Jean Moy sera prieur et désigné pour porter les clochettes. Les dits prévôts, les échevins et les frères servants seront sujets d’avoir chacun un chaperon de couleur rouge qu’ils porteront sur leurs épaules pour comparaitre au service.

Sur ce document est ensuite décrit les servitudes et devoirs de chacun d’entre-eux envers la paroisse de Néville et autres lieux. Il serait trop long et fastidieux de tout reporter sur cet article.

Robert de Rouen qui fut l’instigateur de la création de cette confrérie, décèda à Néville, le 23 janvier 1664, âgé de 86 ans. Un bel âge à cette époque. Il fut inhumé au pied du grand hôtel dans l’église de son village. Très âgé, Pierre Delastre, chariton, l’était aussi ! C’est à l’âge de 90 ans, qu’il décèda le 7 mai 1663, à Néville.

Qui était le cardinal de Joyeuse :

Cardinal et homme politique français, François De Joyeuse naît le 24 juin 1562 à Carcassonne. Il est le second fils de Guillaume et de Marie Eléonore de Batarnay. Concernant sa riche biographie, voir les liens qui suivent.

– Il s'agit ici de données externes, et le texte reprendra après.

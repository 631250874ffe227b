use derive_more::Display;
use rustc_hash::FxHashMap;

use crate::problems::grid_2d::Cell;
use crate::problems::grid_2d::Grid2DSpace;
use crate::problems::grid_2d::Grid2DTile;

/// What a cell shows once a path is drawn over the grid.
#[derive(Copy, Clone, Debug, Display, PartialEq, Eq)]
pub enum Marker {
    #[display("S")]
    Start,
    #[display("G")]
    Goal,
    #[display("*")]
    Path,
    #[display("#")]
    Wall,
    #[display(".")]
    Open,
}

/// A path drawn over its grid, one row per line with cells separated by a
/// space.
///
/// ```text
/// S * * * * * * *
/// . . . # . . . *
/// ```
#[derive(Debug)]
pub struct PathOverlay<'a> {
    space: &'a Grid2DSpace,
    markers: FxHashMap<Cell, Marker>,
}

impl<'a> PathOverlay<'a> {
    pub fn new(space: &'a Grid2DSpace, path: &[Cell]) -> Self {
        let mut markers = FxHashMap::default();
        if let Some((last, intermediate)) = path.split_last() {
            for cell in intermediate.iter().skip(1) {
                markers.insert(*cell, Marker::Path);
            }
            markers.insert(*last, Marker::Goal);
        }
        // The start wins on single-cell paths.
        if let Some(first) = path.first() {
            markers.insert(*first, Marker::Start);
        }

        Self { space, markers }
    }

    pub fn marker(&self, cell: &Cell) -> Marker {
        match self.markers.get(cell) {
            Some(m) => *m,
            None => match self.space.tile(cell) {
                Some(Grid2DTile::Blocked) => Marker::Wall,
                _ => Marker::Open,
            },
        }
    }

    /// The markers of every row, top to bottom.
    pub fn rows(&self) -> impl Iterator<Item = Vec<Marker>> + '_ {
        let (width, height) = self.space.dimensions();
        (0..height).map(move |y| {
            (0..width)
                .filter_map(|x| Cell::new_from_usize(x, y))
                .map(|cell| self.marker(&cell))
                .collect()
        })
    }
}

impl std::fmt::Display for PathOverlay<'_> {
    fn fmt(&self, f: &mut std::fmt::Formatter) -> std::fmt::Result {
        for row in self.rows() {
            for (i, marker) in row.iter().enumerate() {
                if i != 0 {
                    write!(f, " ")?;
                }
                write!(f, "{marker}")?;
            }
            writeln!(f)?;
        }
        Ok(())
    }
}

#[cfg(test)]
mod tests {
    use super::*;

    use indoc::indoc;

    fn c(x: u32, y: u32) -> Cell {
        Cell::new(x, y).unwrap()
    }

    #[test]
    fn overlay_marks_the_path() {
        let space = Grid2DSpace::try_from(indoc! {"
            ....
            .##.
            ....
        "})
        .unwrap();
        let path = [c(0, 0), c(1, 0), c(2, 0), c(3, 0), c(3, 1), c(3, 2)];

        let overlay = PathOverlay::new(&space, &path);
        assert_eq!(
            overlay.to_string(),
            indoc! {"
                S * * *
                . # # *
                . . . G
            "}
        );
        assert_eq!(overlay.marker(&c(1, 1)), Marker::Wall);
        assert_eq!(overlay.marker(&c(0, 2)), Marker::Open);
    }

    #[test]
    fn overlay_of_a_single_cell() {
        let space = Grid2DSpace::new_empty_with_dimensions(2, 1).unwrap();
        let overlay = PathOverlay::new(&space, &[c(1, 0)]);
        assert_eq!(overlay.to_string(), ". S\n");
    }

    #[test]
    fn overlay_without_path() {
        let space = Grid2DSpace::try_from("#.").unwrap();
        let overlay = PathOverlay::new(&space, &[]);
        assert_eq!(overlay.to_string(), "# .\n");
        assert_eq!(
            overlay.rows().collect::<Vec<_>>(),
            vec![vec![Marker::Wall, Marker::Open]]
        );
    }
}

Au moment de la création de la confrérie de Néville en 1606, François De Joyeuse se trouve à l’archevêché de Rouen depuis le 1 décembre 1604. Entre-temps, il participe aux conclaves de 1605, qui élisent les papes Léon XI et ensuite Paul V. En route pour Rome, il meurt en chemin de dysenterie, au collège d’ Avignon, le 23 août 1615, âgé de 53 ans.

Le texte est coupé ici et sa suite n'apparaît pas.